== The task ==
Give back nothing but the number of lines in these entries that contain the word "runs".

== Source data ==
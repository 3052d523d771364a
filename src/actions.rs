//! Hook-returned actions and their execution against the host SDK.

use std::sync::Arc;

use serde::{Deserialize, Serialize};

use crate::host::{Host, MessagePart, ModelRef, PromptRequest};

fn default_synthetic() -> bool {
    true
}

/// A side-effect request returned by a hook.
#[derive(Debug, Clone, Serialize, Deserialize)]
#[serde(tag = "type", rename_all = "snake_case")]
pub enum Action {
    /// Send a message into an existing session.
    Send {
        session_id: String,
        message: String,
        #[serde(default = "default_synthetic")]
        synthetic: bool,
    },
    /// Create a new session with the given title.
    CreateSession { title: String },
}

/// Execute a batch of actions against the host.
///
/// Failures are logged per action and do not stop the rest of the batch;
/// the hook result they came from has already been applied. Returns the
/// ids of any sessions created, so the caller can track them.
pub async fn execute(
    host: &Arc<dyn Host>,
    actions: &[Action],
    model: Option<&ModelRef>,
    glyph: &str,
) -> Vec<String> {
    let mut created = Vec::new();
    for action in actions {
        match action {
            Action::Send {
                session_id,
                message,
                synthetic,
            } => {
                let request = PromptRequest {
                    session_id: session_id.clone(),
                    parts: vec![MessagePart::text(message.clone())],
                    agent: None,
                    model: model.cloned(),
                    synthetic: *synthetic,
                };
                if let Err(e) = host.prompt_detached(request).await {
                    tracing::warn!("{} action send to {} failed: {}", glyph, session_id, e);
                }
            }
            Action::CreateSession { title } => match host.create_session(title).await {
                Ok(session) => {
                    tracing::debug!("{} action created session {} ({})", glyph, session.id, title);
                    created.push(session.id);
                }
                Err(e) => {
                    tracing::warn!("{} action create_session {:?} failed: {}", glyph, title, e);
                }
            },
        }
    }
    created
}
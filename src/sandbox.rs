//! Disposable sandbox for validating candidate hook scripts.
//!
//! A candidate never runs against the live workspace: validation
//! materializes a temporary workspace that mirrors the subtrees a hook
//! conventionally reads (`traits/`, `prompts/`), installs the candidate
//! there, and runs the configured test command against it. The temporary
//! tree is removed unconditionally when validation finishes.

use std::path::Path;
use std::process::Stdio;

use tokio::io::{AsyncReadExt, BufReader};
use tokio::process::Command;

use crate::config::{Config, WORKSPACE_ENV};
use crate::error::SandboxError;

/// Workspace subtrees mirrored into the sandbox.
const MIRRORED_SUBTREES: &[&str] = &["traits", "prompts"];

/// Outcome of a validation run.
#[derive(Debug, Clone)]
pub struct Validation {
    pub ok: bool,
    pub output: String,
}

/// Validate a candidate hook script in a disposable workspace.
///
/// With no `test_script` configured, every candidate passes. Errors are
/// failures of the sandbox machinery itself; a test command that exits
/// non-zero (or hangs past the hook timeout) is an `ok: false` result.
pub async fn validate(config: &Config, candidate: &str) -> Result<Validation, SandboxError> {
    let Some(test_script) = config.test_script.as_deref() else {
        return Ok(Validation {
            ok: true,
            output: "no test configured".to_string(),
        });
    };

    // RAII: the temp tree is removed on every exit path.
    let sandbox = tempfile::tempdir().map_err(SandboxError::Setup)?;

    for subtree in MIRRORED_SUBTREES {
        let src = config.workspace.join(subtree);
        if src.is_dir() {
            copy_dir(&src, &sandbox.path().join(subtree)).map_err(SandboxError::Setup)?;
        }
    }

    let hooks_dir = sandbox.path().join("hooks");
    std::fs::create_dir_all(&hooks_dir).map_err(SandboxError::Setup)?;
    let candidate_path = hooks_dir.join(&config.hook);
    std::fs::write(&candidate_path, candidate).map_err(SandboxError::Setup)?;
    set_executable(&candidate_path).map_err(SandboxError::Setup)?;

    let command_path = config.workspace.join(test_script);
    let mut child = Command::new(&command_path)
        .arg(sandbox.path())
        .env(WORKSPACE_ENV, sandbox.path())
        .stdin(Stdio::null())
        .stdout(Stdio::piped())
        .stderr(Stdio::piped())
        .spawn()
        .map_err(|e| SandboxError::Launch {
            command: command_path.display().to_string(),
            source: e,
        })?;

    let stdout = child.stdout.take().expect("stdout was piped");
    let stderr = child.stderr.take().expect("stderr was piped");
    let stdout_handle = tokio::spawn(async move {
        let mut buf = String::new();
        let _ = BufReader::new(stdout).read_to_string(&mut buf).await;
        buf
    });
    let stderr_handle = tokio::spawn(async move {
        let mut buf = String::new();
        let _ = BufReader::new(stderr).read_to_string(&mut buf).await;
        buf
    });

    let waited = tokio::time::timeout(config.hook_timeout, child.wait()).await;
    let timed_out = waited.is_err();
    if timed_out {
        let _ = child.start_kill();
        let _ = child.wait().await;
    }

    let mut output = stdout_handle.await.unwrap_or_default();
    output.push_str(&stderr_handle.await.unwrap_or_default());

    match waited {
        Ok(Ok(status)) if status.success() => Ok(Validation { ok: true, output }),
        Ok(Ok(status)) => {
            let code = status
                .code()
                .map(|c| c.to_string())
                .unwrap_or_else(|| "signal".to_string());
            output.push_str(&format!("\nexit {code}"));
            Ok(Validation { ok: false, output })
        }
        Ok(Err(e)) => {
            output.push_str(&format!("\nwait failed: {e}"));
            Ok(Validation { ok: false, output })
        }
        Err(_) => {
            output.push_str(&format!(
                "\ntest command timed out after {:?}",
                config.hook_timeout
            ));
            Ok(Validation { ok: false, output })
        }
    }
}

fn copy_dir(src: &Path, dst: &Path) -> std::io::Result<()> {
    std::fs::create_dir_all(dst)?;
    for entry in std::fs::read_dir(src)? {
        let entry = entry?;
        let target = dst.join(entry.file_name());
        if entry.file_type()?.is_dir() {
            copy_dir(&entry.path(), &target)?;
        } else {
            std::fs::copy(entry.path(), &target)?;
        }
    }
    Ok(())
}

pub(crate) fn set_executable(path: &Path) -> std::io::Result<()> {
    #[cfg(unix)]
    {
        use std::os::unix::fs::PermissionsExt;
        std::fs::set_permissions(path, std::fs::Permissions::from_mode(0o755))?;
    }
    Ok(())
}
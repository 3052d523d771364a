//! Typed view over a hook's merged JSONL result.

use serde::de::DeserializeOwned;
use serde_json::{Map, Value};

use crate::actions::Action;
use crate::tools::ToolDefinition;

/// The recognized fields of a hook result.
///
/// Hooks are free-form subprocesses, so extraction is lenient: a field of
/// the wrong shape is dropped with a debug log rather than failing the
/// invocation. Unrecognized fields are ignored.
#[derive(Debug, Default)]
pub struct HookOutput {
    pub system: Vec<String>,
    pub user: Option<String>,
    pub prompt: Option<String>,
    pub result: Option<String>,
    pub tools: Vec<ToolDefinition>,
    pub modified: Vec<String>,
    pub notify: Vec<Value>,
    pub actions: Vec<Action>,
    /// Wire name `continue`.
    pub continuation: Option<String>,
    pub message: Option<String>,
    pub error: Option<String>,
}

impl HookOutput {
    /// Build from the merged JSONL object.
    pub fn from_map(map: Map<String, Value>) -> Self {
        Self {
            system: field(&map, "system").unwrap_or_default(),
            user: field(&map, "user"),
            prompt: field(&map, "prompt"),
            result: field(&map, "result"),
            tools: field(&map, "tools").unwrap_or_default(),
            modified: field(&map, "modified").unwrap_or_default(),
            notify: field(&map, "notify").unwrap_or_default(),
            actions: field(&map, "actions").unwrap_or_default(),
            continuation: field(&map, "continue"),
            message: field(&map, "message"),
            error: field(&map, "error"),
        }
    }
}

fn field<T: DeserializeOwned>(map: &Map<String, Value>, key: &str) -> Option<T> {
    let value = map.get(key)?;
    match serde_json::from_value(value.clone()) {
        Ok(parsed) => Some(parsed),
        Err(e) => {
            tracing::debug!("Dropping malformed hook result field {key:?}: {e}");
            None
        }
    }
}
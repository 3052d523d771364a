//! Heartbeat scheduler.
//!
//! A single repeating timer drives the background session. Ticks are
//! coalesced rather than queued: while one tick is still running, later
//! ticks are dropped with a log line, so a slow hook or a long blocking
//! prompt can never pile work up behind itself.

use std::sync::Arc;

use serde_json::{json, Map};
use tokio::task::JoinHandle;
use tokio::time::MissedTickBehavior;

use crate::error::Result;
use crate::hook::HookKind;
use crate::host::{MessagePart, PromptRequest};
use crate::plugin::Plugin;

/// Spawn the heartbeat timer task for the plugin's lifetime.
pub fn spawn_heartbeat(plugin: Arc<Plugin>) -> JoinHandle<()> {
    tokio::spawn(async move {
        let mut interval = tokio::time::interval(plugin.config().heartbeat);
        interval.set_missed_tick_behavior(MissedTickBehavior::Skip);
        interval.tick().await; // Skip immediate first tick
        loop {
            interval.tick().await;

            {
                let mut state = plugin.state.lock().await;
                if state.heartbeat_busy {
                    tracing::info!(
                        "{} heartbeat tick skipped (previous tick still running)",
                        plugin.config().glyph
                    );
                    continue;
                }
                state.heartbeat_busy = true;
            }

            // The tick runs off-timer so the interval keeps firing (and
            // skipping) while a slow tick is still in flight.
            let plugin = Arc::clone(&plugin);
            tokio::spawn(async move {
                if let Err(e) = tick(&plugin).await {
                    tracing::warn!("{} heartbeat tick failed: {}", plugin.config().glyph, e);
                }
                plugin.state.lock().await.heartbeat_busy = false;
            });
        }
    })
}

/// One heartbeat: resolve the background session, gate on a known model,
/// invoke the hook, dispatch its prompt, and apply side-effects.
async fn tick(plugin: &Plugin) -> Result<()> {
    let session_id = resolve_session(plugin).await?;

    let (model, history) = {
        let state = plugin.state.lock().await;
        (
            state.last_model.clone(),
            state.session_history.get(&session_id).cloned(),
        )
    };
    let Some(model) = model else {
        // No chat turn observed yet, so there is no provider/model to use.
        tracing::debug!(
            "{} heartbeat waiting for a first observed model",
            plugin.config().glyph
        );
        return Ok(());
    };

    let mut ctx = Map::new();
    ctx.insert("sessions".to_string(), json!([]));
    let out = plugin
        .caller
        .call(HookKind::Heartbeat, ctx, history.as_deref())
        .await;

    if let Some(user) = out.user.as_deref().filter(|u| !u.trim().is_empty()) {
        let request = PromptRequest {
            session_id: session_id.clone(),
            parts: vec![MessagePart::text(format!("[heartbeat] {user}"))],
            agent: Some(plugin.config().heartbeat_agent.clone()),
            model: Some(model),
            synthetic: true,
        };
        plugin.host.prompt(request).await?;
    }

    plugin.apply_side_effects(&session_id, &out).await;
    Ok(())
}

/// Find or create the heartbeat session by title; the id is cached for
/// the process lifetime.
async fn resolve_session(plugin: &Plugin) -> Result<String> {
    if let Some(id) = plugin.state.lock().await.heartbeat_session.clone() {
        return Ok(id);
    }

    let title = &plugin.config().heartbeat_title;
    let sessions = plugin.host.list_sessions().await?;
    let session = match sessions.into_iter().find(|s| &s.title == title) {
        Some(session) => session,
        None => plugin.host.create_session(title).await?,
    };

    let mut state = plugin.state.lock().await;
    state.heartbeat_session = Some(session.id.clone());
    state.touch_session(&session.id);
    Ok(session.id)
}
//! Command implementations for the site header CLI
//!
//! Each command module handles:
//! - Validating its arguments
//! - Driving the header against a location or document
//! - Building the response

pub mod current;
pub mod inject;
pub mod key;
pub mod navigate;
pub mod neighbors;
pub mod pages;
pub mod render;
pub mod utils;

pub use current::CurrentCommand;
pub use inject::InjectCommand;
pub use key::KeyCommand;
pub use navigate::NavigateCommand;
pub use neighbors::NeighborsCommand;
pub use pages::PagesCommand;
pub use render::RenderCommand;

use crate::error::Result;
use crate::header::Header;
use crate::types::CommandResponse;

pub trait Execute {
    fn execute(&self, ctx: &CommandContext) -> Result<CommandResponse>;
}

pub struct CommandContext {
    pub header: Header,
}

impl CommandContext {
    pub fn new(header: Header) -> Self {
        Self { header }
    }
}
//! Header markup rendering
//!
//! [`Element`] is a small HTML builder; [`HeaderRenderer`] uses it to assemble
//! the shared header for a given current page.

use std::fmt;

use crate::navigation;
use crate::pages::{HOME_KEY, PageRegistry};
use crate::types::Neighbors;

/// Label on the previous button when there is no previous page
pub const PREVIOUS_LABEL: &str = "前へ";

/// Label on the next button when there is no next page
pub const NEXT_LABEL: &str = "次へ";

// =============================================================================
// Element Builder
// =============================================================================

/// Child of an [`Element`]
#[derive(Debug, Clone, PartialEq, Eq)]
pub enum Node {
    Element(Element),
    Text(String),
}

/// An HTML element with classes, attributes and children
///
/// Attribute values and text are escaped on render.
#[derive(Debug, Clone, PartialEq, Eq)]
pub struct Element {
    tag: &'static str,
    classes: Vec<String>,
    attrs: Vec<(&'static str, Option<String>)>,
    children: Vec<Node>,
}

impl Element {
    pub fn new(tag: &'static str) -> Self {
        Self {
            tag,
            classes: Vec::new(),
            attrs: Vec::new(),
            children: Vec::new(),
        }
    }

    pub fn class(mut self, class: impl Into<String>) -> Self {
        self.classes.push(class.into());
        self
    }

    pub fn attr(mut self, name: &'static str, value: impl Into<String>) -> Self {
        self.attrs.push((name, Some(value.into())));
        self
    }

    /// Boolean attribute such as `disabled`
    pub fn flag(mut self, name: &'static str) -> Self {
        self.attrs.push((name, None));
        self
    }

    pub fn child(mut self, child: Element) -> Self {
        self.children.push(Node::Element(child));
        self
    }

    pub fn children(mut self, children: impl IntoIterator<Item = Element>) -> Self {
        self.children
            .extend(children.into_iter().map(Node::Element));
        self
    }

    pub fn text(mut self, text: impl Into<String>) -> Self {
        self.children.push(Node::Text(text.into()));
        self
    }

    pub fn tag(&self) -> &str {
        self.tag
    }

    pub fn has_class(&self, class: &str) -> bool {
        self.classes.iter().any(|c| c == class)
    }

    pub fn attr_value(&self, name: &str) -> Option<&str> {
        self.attrs
            .iter()
            .find(|(attr, _)| *attr == name)
            .and_then(|(_, value)| value.as_deref())
    }

    pub fn has_attr(&self, name: &str) -> bool {
        self.attrs.iter().any(|(attr, _)| *attr == name)
    }

    /// Depth-first search for descendants (including self) matching `predicate`
    pub fn find_all<'a>(&'a self, predicate: &dyn Fn(&Element) -> bool) -> Vec<&'a Element> {
        let mut found = Vec::new();
        self.collect(predicate, &mut found);
        found
    }

    fn collect<'a>(&'a self, predicate: &dyn Fn(&Element) -> bool, found: &mut Vec<&'a Element>) {
        if predicate(self) {
            found.push(self);
        }
        for child in &self.children {
            if let Node::Element(element) = child {
                element.collect(predicate, found);
            }
        }
    }

    /// Concatenated text content of this element and its descendants
    pub fn text_content(&self) -> String {
        let mut out = String::new();
        for child in &self.children {
            match child {
                Node::Text(text) => out.push_str(text),
                Node::Element(element) => out.push_str(&element.text_content()),
            }
        }
        out
    }
}

impl fmt::Display for Element {
    fn fmt(&self, f: &mut fmt::Formatter<'_>) -> fmt::Result {
        write!(f, "<{}", self.tag)?;
        if !self.classes.is_empty() {
            write!(f, " class=\"{}\"", escape_attr(&self.classes.join(" ")))?;
        }
        for (name, value) in &self.attrs {
            match value {
                Some(value) => write!(f, " {}=\"{}\"", name, escape_attr(value))?,
                None => write!(f, " {}", name)?,
            }
        }
        f.write_str(">")?;
        for child in &self.children {
            match child {
                Node::Element(element) => write!(f, "{}", element)?,
                Node::Text(text) => f.write_str(&escape_text(text))?,
            }
        }
        write!(f, "</{}>", self.tag)
    }
}

fn escape_text(text: &str) -> String {
    let mut out = String::with_capacity(text.len());
    for c in text.chars() {
        match c {
            '&' => out.push_str("&amp;"),
            '<' => out.push_str("&lt;"),
            '>' => out.push_str("&gt;"),
            _ => out.push(c),
        }
    }
    out
}

fn escape_attr(value: &str) -> String {
    escape_text(value).replace('"', "&quot;")
}

/// Inline click handler that assigns `href` to the location
fn location_handler(href: &str) -> String {
    let literal = href.replace('\\', "\\\\").replace('\'', "\\'");
    format!("location.href='{}'", literal)
}

// =============================================================================
// Header Renderer
// =============================================================================

/// Builds the shared header for a page
pub struct HeaderRenderer<'a> {
    registry: &'a PageRegistry,
}

impl<'a> HeaderRenderer<'a> {
    pub fn new(registry: &'a PageRegistry) -> Self {
        Self { registry }
    }

    /// Render the header markup for `current`
    pub fn render(&self, current: &str) -> String {
        self.build(current).to_string()
    }

    /// Build the header element tree for `current`
    ///
    /// `current` is resolved once by the caller and reused for every
    /// active-state and home-link decision.
    pub fn build(&self, current: &str) -> Element {
        let neighbors = navigation::neighbors(current, self.registry.order());

        Element::new("header")
            .class("common-header")
            .child(
                Element::new("div")
                    .class("header-content")
                    .child(
                        Element::new("h1")
                            .class("site-title")
                            .text(self.registry.site_title()),
                    )
                    .child(
                        Element::new("nav")
                            .class("main-nav")
                            .child(self.nav_links(current)),
                    ),
            )
            .child(
                Element::new("div")
                    .class("page-navigation")
                    .child(self.controls(current, &neighbors)),
            )
    }

    fn nav_links(&self, current: &str) -> Element {
        let links = self.registry.iter().map(|(key, page)| {
            let href = if key == HOME_KEY {
                if current == HOME_KEY {
                    "#"
                } else {
                    self.registry.home_path()
                }
            } else {
                page.path.as_str()
            };

            let link = Element::new("a").attr("href", href).class("nav-link");
            let link = if key == current {
                link.class("active")
            } else {
                link
            };
            link.text(page.title.as_str())
        });

        Element::new("div").class("nav-links").children(links)
    }

    fn controls(&self, current: &str, neighbors: &Neighbors) -> Element {
        Element::new("div")
            .class("nav-controls")
            .child(self.previous_button(neighbors.previous.as_deref()))
            .child(
                Element::new("span")
                    .class("current-page")
                    .text(self.registry.title_or_key(current)),
            )
            .child(self.next_button(neighbors.next.as_deref()))
    }

    fn previous_button(&self, previous: Option<&str>) -> Element {
        let button = Element::new("button").class("nav-btn").class("prev-btn");
        match previous.and_then(|key| self.enabled_target(key)) {
            Some((href, title)) => button
                .attr("onclick", location_handler(href))
                .text(format!("< {}", title)),
            None => button
                .class("disabled")
                .flag("disabled")
                .text(format!("< {}", PREVIOUS_LABEL)),
        }
    }

    fn next_button(&self, next: Option<&str>) -> Element {
        let button = Element::new("button").class("nav-btn").class("next-btn");
        match next.and_then(|key| self.enabled_target(key)) {
            Some((href, title)) => button
                .attr("onclick", location_handler(href))
                .text(format!("{} >", title)),
            None => button
                .class("disabled")
                .flag("disabled")
                .text(format!("{} >", NEXT_LABEL)),
        }
    }

    fn enabled_target(&self, key: &str) -> Option<(&'a str, &'a str)> {
        let registry = self.registry;
        let href = navigation::navigation_target(registry, key)?;
        let title = registry.get(key).map(|page| page.title.as_str())?;
        Some((href, title))
    }
}

// =============================================================================
// Tests
// =============================================================================

#[cfg(test)]
mod tests {
    use super::*;

    fn header(current: &str) -> Element {
        HeaderRenderer::new(&PageRegistry::builtin()).build(current)
    }

    fn nav_links(header: &Element) -> Vec<&Element> {
        header.find_all(&|el| el.has_class("nav-link"))
    }

    fn button<'a>(header: &'a Element, class: &str) -> &'a Element {
        header.find_all(&|el| el.tag() == "button" && el.has_class(class))[0]
    }

    #[test]
    fn element_renders_classes_attrs_and_text() {
        let html = Element::new("a")
            .attr("href", "../cart/index.html")
            .class("nav-link")
            .class("active")
            .text("カート")
            .to_string();
        assert_eq!(
            html,
            r#"<a class="nav-link active" href="../cart/index.html">カート</a>"#
        );
    }

    #[test]
    fn element_escapes_text_and_attributes() {
        let html = Element::new("span")
            .attr("title", "a \"b\" & c")
            .text("<script>")
            .to_string();
        assert_eq!(
            html,
            r#"<span title="a &quot;b&quot; &amp; c">&lt;script&gt;</span>"#
        );
    }

    #[test]
    fn element_renders_boolean_attributes() {
        let html = Element::new("button").flag("disabled").to_string();
        assert_eq!(html, "<button disabled></button>");
    }

    #[test]
    fn location_handler_escapes_quotes() {
        assert_eq!(location_handler("../a'b/"), r"location.href='../a\'b/'");
    }

    #[test]
    fn header_has_site_title_and_link_per_page() {
        let header = header("menu");
        let title = header.find_all(&|el| el.has_class("site-title"))[0];
        assert_eq!(title.text_content(), "小松購買システム");
        assert_eq!(nav_links(&header).len(), 7);
    }

    #[test]
    fn only_current_page_link_is_active() {
        let header = header("cart");
        let active: Vec<String> = nav_links(&header)
            .into_iter()
            .filter(|link| link.has_class("active"))
            .map(|link| link.text_content())
            .collect();
        assert_eq!(active, vec!["カート".to_string()]);
    }

    #[test]
    fn unknown_page_marks_no_link_active() {
        let header = header("about");
        assert!(nav_links(&header).iter().all(|link| !link.has_class("active")));
    }

    #[test]
    fn home_link_is_anchor_on_home() {
        let header = header("home");
        let home = nav_links(&header)[0];
        assert_eq!(home.attr_value("href"), Some("#"));
        assert!(home.has_class("active"));
    }

    #[test]
    fn home_link_is_home_path_elsewhere() {
        let header = header("login");
        let links = nav_links(&header);
        assert_eq!(links[0].attr_value("href"), Some("../index.html"));
        assert_eq!(links[1].attr_value("href"), Some("../login/index.html"));
    }

    #[test]
    fn middle_page_has_enabled_buttons() {
        let header = header("menu");
        let prev = button(&header, "prev-btn");
        let next = button(&header, "next-btn");

        assert!(prev.text_content().contains("会員登録"));
        assert_eq!(
            prev.attr_value("onclick"),
            Some("location.href='../register/index.html'")
        );
        assert!(!prev.has_attr("disabled"));

        assert!(next.text_content().contains("カート"));
        assert_eq!(next.text_content(), "カート >");
        assert!(!next.has_class("disabled"));
    }

    #[test]
    fn first_page_disables_previous() {
        let header = header("home");
        let prev = button(&header, "prev-btn");
        assert!(prev.has_class("disabled"));
        assert!(prev.has_attr("disabled"));
        assert!(!prev.has_attr("onclick"));
        assert_eq!(prev.text_content(), "< 前へ");
    }

    #[test]
    fn last_page_disables_next() {
        let header = header("order-dashboard");
        let next = button(&header, "next-btn");
        assert!(next.has_class("disabled"));
        assert_eq!(next.text_content(), "次へ >");
    }

    #[test]
    fn previous_home_button_targets_home_path() {
        let header = header("login");
        let prev = button(&header, "prev-btn");
        assert_eq!(prev.attr_value("onclick"), Some("location.href='../index.html'"));
        assert_eq!(prev.text_content(), "< ホーム");
    }

    #[test]
    fn current_page_label_shows_title_or_raw_key() {
        let known = header("detail");
        let label = known.find_all(&|el| el.has_class("current-page"))[0];
        assert_eq!(label.text_content(), "商品詳細");

        let unknown = header("about");
        let label = unknown.find_all(&|el| el.has_class("current-page"))[0];
        assert_eq!(label.text_content(), "about");
    }

    #[test]
    fn rendered_markup_escapes_arrows() {
        let html = HeaderRenderer::new(&PageRegistry::builtin()).render("menu");
        assert!(html.starts_with(r#"<header class="common-header">"#));
        assert!(html.contains("&lt; 会員登録</button>"));
        assert!(html.contains("カート &gt;</button>"));
        assert!(html.contains(r#"<span class="current-page">メニュー</span>"#));
    }
}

== Response ==
3